Revelation vs Mystery

This is a response that I gave at the first Episcopal Church Foundation Fellows Conference at House Of Redeemer in New York in I think December of 2000. All the papers and responses were ultimately published in the ATR. Without too much difficulty you can reconstruct the outlines of the paper to which I am responding. Dr. Pressler is arguing for an inductive definition of communion. That is he is for looking at the churches that claim membership in the communion and asking what are the minimal conditions for communion that can be discerned from this investigation. In this article I identify the reasons that cause first world and two thirds world Anglicans to categorize their opponents as inherently immoral in their approach to theology. I make some suggestions for a theological rationale for a pastoral response by the South to the irregularities in the churches of the North.

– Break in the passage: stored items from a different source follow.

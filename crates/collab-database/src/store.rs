//! The credential store trait implemented by Postgres and in-memory backends.

use async_trait::async_trait;
use uuid::Uuid;

use collab_core::result::AppResult;
use collab_entity::user::{NewUser, OAuthLink, User};

/// Persistence seam for user identity records and session markers.
///
/// Implementations must apply `set_current_session` as a single atomic
/// read-modify-write on the user row: concurrent logins for the same
/// user resolve last-writer-wins, which is exactly the single-session
/// enforcement contract.
#[async_trait]
pub trait CredentialStore: Send + Sync + 'static {
    /// Find a user by primary key.
    async fn find_by_id(&self, id: i64) -> AppResult<Option<User>>;

    /// Find a user by email (case-insensitive).
    async fn find_by_email(&self, email: &str) -> AppResult<Option<User>>;

    /// Find a user by username (case-insensitive).
    async fn find_by_username(&self, username: &str) -> AppResult<Option<User>>;

    /// Create a new user and return the stored record.
    ///
    /// Fails with a conflict error if the username, email, or linked
    /// provider id is already taken.
    async fn create(&self, new_user: &NewUser) -> AppResult<User>;

    /// Overwrite the user's current session marker.
    ///
    /// Passing `None` clears the marker (logout); passing a new id
    /// supersedes every token issued under the previous marker.
    async fn set_current_session(&self, user_id: i64, session_id: Option<Uuid>) -> AppResult<()>;

    /// Attach or refresh a provider identity on an existing user.
    ///
    /// The provider id is backfilled only if not already linked; the
    /// avatar and retained access token are refreshed whenever the
    /// provider reports them. Returns the updated record.
    async fn link_identity(&self, user_id: i64, link: &OAuthLink) -> AppResult<User>;
}
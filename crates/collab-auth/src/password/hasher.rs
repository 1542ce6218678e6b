//! Argon2id password hashing and verification.

use argon2::{
    Argon2,
    password_hash::{
        PasswordHash, PasswordHasher as ArgonHasher, PasswordVerifier, SaltString, rand_core::OsRng,
    },
};

use collab_core::error::AppError;

/// Handles password hashing and verification using Argon2id.
#[derive(Debug, Clone)]
pub struct PasswordHasher;

impl PasswordHasher {
    /// Creates a new password hasher instance.
    pub fn new() -> Self {
        Self
    }

    /// Hashes a plaintext password using Argon2id with a random salt.
    pub fn hash_password(&self, password: &str) -> Result<String, AppError> {
        let salt = SaltString::generate(&mut OsRng);
        let argon2 = Argon2::default();

        let hash = argon2
            .hash_password(password.as_bytes(), &salt)
            .map_err(|e| AppError::internal(format!("Password hashing failed: {e}")))?;

        Ok(hash.to_string())
    }

    /// Verifies a plaintext password against a stored Argon2id hash.
    ///
    /// Returns `Ok(true)` if the password matches, `Ok(false)` if not.
    pub fn verify_password(&self, password: &str, hash: &str) -> Result<bool, AppError> {
        let parsed_hash = PasswordHash::new(hash)
            .map_err(|e| AppError::internal(format!("Invalid password hash format: {e}")))?;

        let argon2 = Argon2::default();
        match argon2.verify_password(password.as_bytes(), &parsed_hash) {
            Ok(()) => Ok(true),
            Err(argon2::password_hash::Error::Password) => Ok(false),
            Err(e) => Err(AppError::internal(format!(
                "Password verification failed: {e}"
            ))),
        }
    }

    /// Verifies against an optional stored hash.
    ///
    /// An account with no password hash (OAuth-only) reports a
    /// verification failure rather than erroring.
    pub fn verify_optional(&self, password: &str, hash: Option<&str>) -> Result<bool, AppError> {
        match hash {
            Some(hash) => self.verify_password(password, hash),
            None => Ok(false),
        }
    }
}

impl Default for PasswordHasher {
    fn default() -> Self {
        Self::new()
    }
}
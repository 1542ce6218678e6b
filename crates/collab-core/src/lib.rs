//! # collab-core
//!
//! Core crate for the CollabVoice auth service. Contains configuration
//! schemas and the unified error system.
//!
//! This crate has **no** internal dependencies on other CollabVoice crates.

pub mod config;
pub mod error;
pub mod result;

pub use error::AppError;
pub use result::AppResult;
//! User repository implementation.

use async_trait::async_trait;
use sqlx::PgPool;
use uuid::Uuid;

use collab_core::error::{AppError, ErrorKind};
use collab_core::result::AppResult;
use collab_entity::user::{NewUser, OAuthLink, Provider, User};

use crate::store::CredentialStore;

/// PostgreSQL-backed credential store.
#[derive(Debug, Clone)]
pub struct PgCredentialStore {
    pool: PgPool,
}

impl PgCredentialStore {
    /// Create a new store over the given pool.
    pub fn new(pool: PgPool) -> Self {
        Self { pool }
    }
}

#[async_trait]
impl CredentialStore for PgCredentialStore {
    async fn find_by_id(&self, id: i64) -> AppResult<Option<User>> {
        sqlx::query_as::<_, User>("SELECT * FROM users WHERE id = $1")
            .bind(id)
            .fetch_optional(&self.pool)
            .await
            .map_err(|e| AppError::with_source(ErrorKind::Database, "Failed to find user by id", e))
    }

    async fn find_by_email(&self, email: &str) -> AppResult<Option<User>> {
        sqlx::query_as::<_, User>("SELECT * FROM users WHERE LOWER(email) = LOWER($1)")
            .bind(email)
            .fetch_optional(&self.pool)
            .await
            .map_err(|e| {
                AppError::with_source(ErrorKind::Database, "Failed to find user by email", e)
            })
    }

    async fn find_by_username(&self, username: &str) -> AppResult<Option<User>> {
        sqlx::query_as::<_, User>("SELECT * FROM users WHERE LOWER(username) = LOWER($1)")
            .bind(username)
            .fetch_optional(&self.pool)
            .await
            .map_err(|e| {
                AppError::with_source(ErrorKind::Database, "Failed to find user by username", e)
            })
    }

    async fn create(&self, new_user: &NewUser) -> AppResult<User> {
        let (github_id, google_id, avatar_url, github_access_token) = match &new_user.link {
            Some(link) => {
                let (gh, gg) = match link.provider {
                    Provider::Github => (Some(link.provider_user_id.as_str()), None),
                    Provider::Google => (None, Some(link.provider_user_id.as_str())),
                };
                let token = if link.provider.retains_access_token() {
                    link.access_token.as_deref()
                } else {
                    None
                };
                (gh, gg, link.avatar_url.as_deref(), token)
            }
            None => (None, None, new_user.avatar_url.as_deref(), None),
        };

        sqlx::query_as::<_, User>(
            "INSERT INTO users \
             (username, email, password_hash, github_id, google_id, avatar_url, github_access_token) \
             VALUES ($1, $2, $3, $4, $5, $6, $7) \
             RETURNING *",
        )
        .bind(&new_user.username)
        .bind(&new_user.email)
        .bind(&new_user.password_hash)
        .bind(github_id)
        .bind(google_id)
        .bind(avatar_url)
        .bind(github_access_token)
        .fetch_one(&self.pool)
        .await
        .map_err(map_create_error)
    }

    async fn set_current_session(&self, user_id: i64, session_id: Option<Uuid>) -> AppResult<()> {
        let result = sqlx::query("UPDATE users SET current_session_id = $2 WHERE id = $1")
            .bind(user_id)
            .bind(session_id)
            .execute(&self.pool)
            .await
            .map_err(|e| {
                AppError::with_source(ErrorKind::Database, "Failed to update session marker", e)
            })?;

        if result.rows_affected() == 0 {
            return Err(AppError::user_not_found(format!(
                "No user with id {user_id}"
            )));
        }
        Ok(())
    }

    async fn link_identity(&self, user_id: i64, link: &OAuthLink) -> AppResult<User> {
        // Provider id backfills only when unlinked; avatar and retained
        // token refresh on every login.
        let query = match link.provider {
            Provider::Github => {
                "UPDATE users SET \
                 github_id = COALESCE(github_id, $2), \
                 avatar_url = COALESCE($3, avatar_url), \
                 github_access_token = COALESCE($4, github_access_token) \
                 WHERE id = $1 RETURNING *"
            }
            Provider::Google => {
                "UPDATE users SET \
                 google_id = COALESCE(google_id, $2), \
                 avatar_url = COALESCE($3, avatar_url) \
                 WHERE id = $1 RETURNING *"
            }
        };

        let mut q = sqlx::query_as::<_, User>(query)
            .bind(user_id)
            .bind(&link.provider_user_id)
            .bind(&link.avatar_url);
        if link.provider == Provider::Github {
            q = q.bind(&link.access_token);
        }

        q.fetch_optional(&self.pool)
            .await
            .map_err(|e| {
                AppError::with_source(ErrorKind::Database, "Failed to link provider identity", e)
            })?
            .ok_or_else(|| AppError::user_not_found(format!("No user with id {user_id}")))
    }
}

/// Map an insert failure, translating unique violations into conflicts.
fn map_create_error(err: sqlx::Error) -> AppError {
    if let sqlx::Error::Database(db_err) = &err {
        if db_err.code().as_deref() == Some("23505") {
            let constraint = db_err.constraint().unwrap_or_default();
            let message = if constraint.contains("email") {
                "Email already registered"
            } else if constraint.contains("username") {
                "Username already taken"
            } else {
                "Account already exists"
            };
            return AppError::conflict(message);
        }
    }
    AppError::with_source(ErrorKind::Database, "Failed to create user", err)
}
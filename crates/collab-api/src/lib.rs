//! # collab-api
//!
//! The HTTP gateway for CollabVoice: axum handlers, DTOs, the
//! authenticated-user extractor, and error-to-status mapping. All
//! domain logic lives in `collab-auth`; this layer only translates
//! requests and responses.

pub mod dto;
pub mod error;
pub mod extractors;
pub mod handlers;
pub mod router;
pub mod state;

pub use router::build_router;
pub use state::AppState;
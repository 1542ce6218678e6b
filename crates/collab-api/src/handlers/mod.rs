//! HTTP handlers.

pub mod auth;
pub mod health;
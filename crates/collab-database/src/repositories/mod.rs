//! Repository implementations backed by PostgreSQL.

pub mod user;
//! OAuth provider enumeration.

use serde::{Deserialize, Serialize};
use std::fmt;
use std::str::FromStr;

/// Identity providers supported for third-party login.
#[derive(Debug, Clone, Copy, PartialEq, Eq, Hash, Serialize, Deserialize)]
#[serde(rename_all = "lowercase")]
pub enum Provider {
    /// GitHub OAuth (also grants repository access scopes).
    Github,
    /// Google OAuth.
    Google,
}

impl Provider {
    /// Return the provider as a lowercase string.
    pub fn as_str(&self) -> &'static str {
        match self {
            Self::Github => "github",
            Self::Google => "google",
        }
    }

    /// Whether this provider grants elevated scopes whose access token is
    /// kept server-side for proxying provider APIs.
    pub fn retains_access_token(&self) -> bool {
        matches!(self, Self::Github)
    }
}

impl fmt::Display for Provider {
    fn fmt(&self, f: &mut fmt::Formatter<'_>) -> fmt::Result {
        f.write_str(self.as_str())
    }
}

impl FromStr for Provider {
    type Err = UnknownProvider;

    fn from_str(s: &str) -> Result<Self, Self::Err> {
        match s.to_ascii_lowercase().as_str() {
            "github" => Ok(Self::Github),
            "google" => Ok(Self::Google),
            other => Err(UnknownProvider(other.to_string())),
        }
    }
}

/// Error returned when parsing an unsupported provider name.
#[derive(Debug, Clone, PartialEq, Eq)]
pub struct UnknownProvider(pub String);

impl fmt::Display for UnknownProvider {
    fn fmt(&self, f: &mut fmt::Formatter<'_>) -> fmt::Result {
        write!(f, "unknown OAuth provider: {}", self.0)
    }
}

impl std::error::Error for UnknownProvider {}
//! Route definitions for the CollabVoice HTTP API.
//!
//! Auth routes are mounted under `/api/auth`, matching the paths the
//! frontend calls. The router receives `AppState` and passes it to all
//! handlers via Axum's `State` extractor.

use axum::http::{HeaderValue, Method};
use axum::{
    Router,
    routing::{get, post},
};
use tower_http::cors::{Any, CorsLayer};
use tower_http::trace::TraceLayer;

use collab_core::config::app::CorsConfig;

use crate::handlers;
use crate::state::AppState;

/// Build the complete Axum router with all routes and middleware.
pub fn build_router(state: AppState) -> Router {
    let cors = build_cors_layer(&state.config.server.cors);

    Router::new()
        .route("/", get(handlers::health::index))
        .route("/api/health", get(handlers::health::health))
        .nest("/api/auth", auth_routes())
        .layer(TraceLayer::new_for_http())
        .layer(cors)
        .with_state(state)
}

/// Auth endpoints: register, login, OAuth, verify, logout,
/// invalidate-others.
fn auth_routes() -> Router<AppState> {
    Router::new()
        .route("/register", post(handlers::auth::register))
        .route("/login", post(handlers::auth::login))
        .route("/oauth/{provider}", post(handlers::auth::oauth_login))
        .route("/verify", get(handlers::auth::verify))
        .route("/logout", post(handlers::auth::logout))
        .route(
            "/sessions/invalidate-others",
            post(handlers::auth::invalidate_others),
        )
}

/// Builds a CORS tower layer from configuration.
///
/// Credentialed cross-site requests require explicit origins; the
/// wildcard disables credentials.
fn build_cors_layer(config: &CorsConfig) -> CorsLayer {
    let mut layer = CorsLayer::new();

    if config.allowed_origins.contains(&"*".to_string()) {
        layer = layer.allow_origin(Any);
    } else {
        let origins: Vec<HeaderValue> = config
            .allowed_origins
            .iter()
            .filter_map(|o| o.parse().ok())
            .collect();
        layer = layer.allow_origin(origins);
        layer = layer.allow_credentials(config.allow_credentials);
    }

    let methods: Vec<Method> = config
        .allowed_methods
        .iter()
        .filter_map(|m| m.parse().ok())
        .collect();
    layer = layer.allow_methods(methods);

    let headers: Vec<axum::http::HeaderName> = config
        .allowed_headers
        .iter()
        .filter_map(|h| h.parse().ok())
        .collect();
    layer = layer.allow_headers(headers);

    layer.max_age(std::time::Duration::from_secs(config.max_age_seconds as u64))
}
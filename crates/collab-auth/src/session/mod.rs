//! Session lifecycle: minting, validation, and supersession.

pub mod authority;

pub use authority::{SessionAuthority, SessionHandle};
//! # collab-auth
//!
//! Authentication core for CollabVoice: token issuance and validation,
//! single-session enforcement, and OAuth account linking.
//!
//! ## Modules
//!
//! - `jwt` — session token creation and validation
//! - `password` — Argon2id password hashing
//! - `session` — the session authority (mint, validate, supersede)
//! - `oauth` — provider clients and the account linker

pub mod jwt;
pub mod oauth;
pub mod password;
pub mod session;

pub use jwt::{Claims, JwtDecoder, JwtEncoder};
pub use oauth::{OAuthLinker, OAuthProvider, ProviderProfile};
pub use password::PasswordHasher;
pub use session::{SessionAuthority, SessionHandle};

A Reply to Titus Presler’s “Old and New In Worship and Community”
by Leander S. Harding

1. Titus Presler and I were colleagues in the Diocese of Massachusetts and I remember being spellbound as he recounted some of his missionary experience. I am very appreciative of Dr. Presler’s capacity to enter deeply into the experience of African Christianity and the art with which he is able to convey that experience to us. I remember many years ago being inspired and challenged by his experience in Zimbabwe. Something vital and refreshing of the Spirit of Christ had touched him and through his talk touched me as well. It is wonderful to have a chance to hear more of that story.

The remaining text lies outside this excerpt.